===== PROVIDED RECORDS

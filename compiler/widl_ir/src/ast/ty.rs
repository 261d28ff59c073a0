//! Syntax-level type expressions.

use super::ExtAttr;
use crate::{Loc, Name, PrimitiveKind, StringKind};

/// A type as written, before named references are bound.
#[derive(Clone, Debug, PartialEq, Eq)]
#[cfg_attr(feature = "serde", derive(serde::Serialize, serde::Deserialize))]
pub struct TypeExpr {
    pub kind: TypeExprKind,
    /// Type-level extended attributes, e.g. `[Clamp] long`.
    pub ext_attrs: Vec<ExtAttr>,
    pub loc: Loc,
}

#[derive(Clone, Debug, PartialEq, Eq)]
#[cfg_attr(feature = "serde", derive(serde::Serialize, serde::Deserialize))]
pub enum TypeExprKind {
    Primitive(PrimitiveKind),
    String(StringKind),
    Any,
    Object,
    Undefined,
    Void,
    Named(Name),
    Nullable(Box<TypeExpr>),
    Sequence(Box<TypeExpr>),
    FrozenArray(Box<TypeExpr>),
    ObservableArray(Box<TypeExpr>),
    Promise(Box<TypeExpr>),
    Record(Box<TypeExpr>, Box<TypeExpr>),
    Union(Vec<TypeExpr>),
}

impl TypeExpr {
    pub fn new(kind: TypeExprKind, loc: Loc) -> Self {
        TypeExpr {
            kind,
            ext_attrs: Vec::new(),
            loc,
        }
    }

    pub fn is_void(&self) -> bool {
        matches!(self.kind, TypeExprKind::Void | TypeExprKind::Undefined)
    }
}
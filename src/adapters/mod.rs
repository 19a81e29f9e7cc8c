// Adapters layer: concrete implementations behind the domain ports.

pub mod memory;
pub mod token;
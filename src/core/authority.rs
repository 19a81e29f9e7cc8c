use crate::domain::model::Group;
use crate::domain::ports::{GroupRepository, StoreError, TokenGenerator, TokenStore};
use crate::utils::error::{Result, VaultError};
use std::sync::Arc;

/// Orchestrates group provisioning and token rotation against the token
/// store and the group repository.
///
/// The two stores are not covered by a transaction. `provision_group`
/// writes the group document first and the token second; if the token
/// write fails, the group exists with no valid token and is unreachable
/// through authorized flows until a rotation path is added for it. This
/// window is accepted rather than requiring cross-store atomicity; an
/// outbox/compensation step is the extension point if it ever matters.
pub struct TokenAuthority {
    tokens: Arc<dyn TokenStore>,
    groups: Arc<dyn GroupRepository>,
    generator: Arc<dyn TokenGenerator>,
}

impl TokenAuthority {
    pub fn new(
        tokens: Arc<dyn TokenStore>,
        groups: Arc<dyn GroupRepository>,
        generator: Arc<dyn TokenGenerator>,
    ) -> Self {
        Self {
            tokens,
            groups,
            generator,
        }
    }

    /// Creates an empty group document, mints its first token, and returns
    /// the token. Fails with `Conflict` if the group id is taken.
    pub async fn provision_group(&self, group_id: &str) -> Result<String> {
        let token = self.generator.generate(group_id);

        match self.groups.insert(Group::new(group_id)).await {
            Ok(()) => {}
            Err(StoreError::DuplicateId(_)) => {
                return Err(VaultError::conflict(format!(
                    "group already exists: {}",
                    group_id
                )));
            }
            Err(StoreError::Unavailable(detail)) => {
                tracing::error!("group document write failed: {}", detail);
                return Err(VaultError::StoreUnavailable);
            }
        }

        if let Err(err) = self.tokens.set(group_id, &token).await {
            // Document already written; the group is now orphaned.
            tracing::error!(group_id, "token write failed after group creation: {}", err);
            return Err(VaultError::StoreUnavailable);
        }

        tracing::info!(group_id, "provisioned group");
        Ok(token)
    }

    /// Replaces the group's token. The previous token is invalid for all
    /// authorization checks as soon as the store write completes.
    pub async fn rotate_token(&self, group_id: &str) -> Result<String> {
        let current = self.tokens.get(group_id).await.map_err(|err| {
            tracing::error!(group_id, "token lookup failed: {}", err);
            VaultError::StoreUnavailable
        })?;

        if current.is_none() {
            return Err(VaultError::not_found(format!(
                "no token for group: {}",
                group_id
            )));
        }

        let token = self.generator.generate(group_id);
        self.tokens.set(group_id, &token).await.map_err(|err| {
            tracing::error!(group_id, "token write failed: {}", err);
            VaultError::StoreUnavailable
        })?;

        tracing::info!(group_id, "rotated token");
        Ok(token)
    }

    /// Returns the stored token verbatim.
    pub async fn current_token(&self, group_id: &str) -> Result<String> {
        let current = self.tokens.get(group_id).await.map_err(|err| {
            tracing::error!(group_id, "token lookup failed: {}", err);
            VaultError::StoreUnavailable
        })?;

        current.ok_or_else(|| VaultError::not_found(format!("no token for group: {}", group_id)))
    }
}
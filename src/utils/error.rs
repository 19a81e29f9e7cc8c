use thiserror::Error;

/// Caller-facing failure taxonomy. Store-layer errors are translated into
/// one of these at each component boundary; no raw store error reaches the
/// caller.
#[derive(Error, Debug)]
pub enum VaultError {
    #[error("Bad request: {message}")]
    BadRequest { message: String },

    #[error("Unauthorized")]
    Unauthorized,

    #[error("Conflict: {message}")]
    Conflict { message: String },

    #[error("Not found: {message}")]
    NotFound { message: String },

    #[error("Store unavailable")]
    StoreUnavailable,

    #[error("Configuration error: {message}")]
    ConfigError { message: String },

    #[error("Invalid configuration value for {field}: {value} ({reason})")]
    InvalidConfigValueError {
        field: String,
        value: String,
        reason: String,
    },
}

impl VaultError {
    pub fn bad_request(message: impl Into<String>) -> Self {
        VaultError::BadRequest {
            message: message.into(),
        }
    }

    pub fn conflict(message: impl Into<String>) -> Self {
        VaultError::Conflict {
            message: message.into(),
        }
    }

    pub fn not_found(message: impl Into<String>) -> Self {
        VaultError::NotFound {
            message: message.into(),
        }
    }

    /// Transport hint for whatever request/response layer sits on top.
    pub fn status_code(&self) -> u16 {
        match self {
            VaultError::BadRequest { .. } => 400,
            VaultError::Unauthorized => 401,
            VaultError::NotFound { .. } => 404,
            VaultError::Conflict { .. } => 409,
            VaultError::StoreUnavailable => 500,
            VaultError::ConfigError { .. } | VaultError::InvalidConfigValueError { .. } => 500,
        }
    }
}

pub type Result<T> = std::result::Result<T, VaultError>;
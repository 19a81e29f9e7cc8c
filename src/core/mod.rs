pub mod authority;
pub mod gate;
pub mod keywords;

pub use crate::domain::model::{Group, KeywordEntry};
pub use crate::domain::ports::{ConfigProvider, GroupRepository, TokenGenerator, TokenStore};
pub use crate::utils::error::Result;
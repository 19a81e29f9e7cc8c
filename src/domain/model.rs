use serde::{Deserialize, Serialize};

/// One (keyword, value) pair. `keyword` is unique within its owning group;
/// `value` is an opaque payload.
#[derive(Debug, Clone, PartialEq, Eq, Serialize, Deserialize)]
pub struct KeywordEntry {
    pub keyword: String,
    pub value: String,
}

/// A tenant's durable document: immutable `group_id` plus its keyword map,
/// in insertion order.
///
/// Older documents may lack the `keyword_map` field entirely; that state is
/// read back as an empty map and mutated in place like any other.
#[derive(Debug, Clone, Serialize, Deserialize)]
pub struct Group {
    pub group_id: String,
    #[serde(default)]
    pub keyword_map: Vec<KeywordEntry>,
}

impl Group {
    pub fn new(group_id: impl Into<String>) -> Self {
        Self {
            group_id: group_id.into(),
            keyword_map: Vec::new(),
        }
    }

    /// Exact-match scan; the uniqueness invariant guarantees at most one hit.
    pub fn find_entry(&self, keyword: &str) -> Option<&KeywordEntry> {
        self.keyword_map.iter().find(|entry| entry.keyword == keyword)
    }

    pub fn entry_position(&self, keyword: &str) -> Option<usize> {
        self.keyword_map
            .iter()
            .position(|entry| entry.keyword == keyword)
    }
}

#[cfg(test)]
mod tests {
    use super::*;

    #[test]
    fn test_document_without_keyword_map_reads_as_empty() {
        let group: Group = serde_json::from_str(r#"{"group_id": "acme"}"#).unwrap();
        assert_eq!(group.group_id, "acme");
        assert!(group.keyword_map.is_empty());
    }

    #[test]
    fn test_find_entry_is_case_sensitive() {
        let mut group = Group::new("acme");
        group.keyword_map.push(KeywordEntry {
            keyword: "Color".to_string(),
            value: "blue".to_string(),
        });

        assert!(group.find_entry("Color").is_some());
        assert!(group.find_entry("color").is_none());
    }
}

==========

• TASK BRIEF: Write out exactly the lines above from the line with "pub enum VaultError" through the line with "sits on top.", both of them included, and leave out all other lines.

• OUTPUT FOR THIS TASK:
pub enum VaultError {
    #[error("Bad request: {message}")]
    BadRequest { message: String },

    #[error("Unauthorized")]
    Unauthorized,

    #[error("Conflict: {message}")]
    Conflict { message: String },

    #[error("Not found: {message}")]
    NotFound { message: String },

    #[error("Store unavailable")]
    StoreUnavailable,

    #[error("Configuration error: {message}")]
    ConfigError { message: String },

    #[error("Invalid configuration value for {field}: {value} ({reason})")]
    InvalidConfigValueError {
        field: String,
        value: String,
        reason: String,
    },
}

impl VaultError {
    pub fn bad_request(message: impl Into<String>) -> Self {
        VaultError::BadRequest {
            message: message.into(),
        }
    }

    pub fn conflict(message: impl Into<String>) -> Self {
        VaultError::Conflict {
            message: message.into(),
        }
    }

    pub fn not_found(message: impl Into<String>) -> Self {
        VaultError::NotFound {
            message: message.into(),
        }
    }

    /// Transport hint for whatever request/response layer sits on top.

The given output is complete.